***** Given data *****
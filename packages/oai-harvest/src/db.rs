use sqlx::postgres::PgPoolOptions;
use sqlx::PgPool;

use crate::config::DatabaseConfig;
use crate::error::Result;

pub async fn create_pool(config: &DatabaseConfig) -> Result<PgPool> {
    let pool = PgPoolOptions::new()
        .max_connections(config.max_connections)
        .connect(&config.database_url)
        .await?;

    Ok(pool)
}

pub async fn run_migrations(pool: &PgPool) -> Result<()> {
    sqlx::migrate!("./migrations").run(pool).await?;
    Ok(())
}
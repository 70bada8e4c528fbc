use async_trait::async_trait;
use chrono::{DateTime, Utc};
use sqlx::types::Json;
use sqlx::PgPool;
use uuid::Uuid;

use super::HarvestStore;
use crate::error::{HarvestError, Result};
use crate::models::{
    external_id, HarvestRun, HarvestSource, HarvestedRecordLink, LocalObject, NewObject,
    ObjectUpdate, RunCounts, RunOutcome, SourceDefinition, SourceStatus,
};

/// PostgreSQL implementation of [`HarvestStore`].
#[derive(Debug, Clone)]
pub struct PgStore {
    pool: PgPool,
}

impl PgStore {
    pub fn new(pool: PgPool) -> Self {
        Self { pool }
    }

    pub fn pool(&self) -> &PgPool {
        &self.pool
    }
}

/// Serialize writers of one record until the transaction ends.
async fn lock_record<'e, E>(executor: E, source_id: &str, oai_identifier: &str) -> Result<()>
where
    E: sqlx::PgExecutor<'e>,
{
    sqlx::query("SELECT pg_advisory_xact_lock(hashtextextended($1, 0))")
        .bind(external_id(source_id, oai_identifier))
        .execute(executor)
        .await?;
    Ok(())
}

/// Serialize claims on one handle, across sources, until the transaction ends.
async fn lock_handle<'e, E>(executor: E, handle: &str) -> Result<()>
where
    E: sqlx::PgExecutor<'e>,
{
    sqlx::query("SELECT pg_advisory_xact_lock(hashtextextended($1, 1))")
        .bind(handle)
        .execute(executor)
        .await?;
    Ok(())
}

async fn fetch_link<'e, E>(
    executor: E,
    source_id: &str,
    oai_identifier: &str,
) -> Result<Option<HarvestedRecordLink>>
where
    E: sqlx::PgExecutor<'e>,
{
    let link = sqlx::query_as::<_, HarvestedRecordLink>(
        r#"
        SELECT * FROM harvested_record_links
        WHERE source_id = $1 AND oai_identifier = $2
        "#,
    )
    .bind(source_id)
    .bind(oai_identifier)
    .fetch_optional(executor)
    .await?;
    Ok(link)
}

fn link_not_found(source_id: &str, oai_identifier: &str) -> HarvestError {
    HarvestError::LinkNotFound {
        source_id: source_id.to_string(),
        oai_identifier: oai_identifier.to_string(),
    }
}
*****
= Exercise =
In the records above, locate the lines holding the word "HarvestedRecordLink". Copy each of them.

= Solved problem =
    external_id, HarvestRun, HarvestSource, HarvestedRecordLink, LocalObject, NewObject,
) -> Result<Option<HarvestedRecordLink>>
    let link = sqlx::query_as::<_, HarvestedRecordLink>(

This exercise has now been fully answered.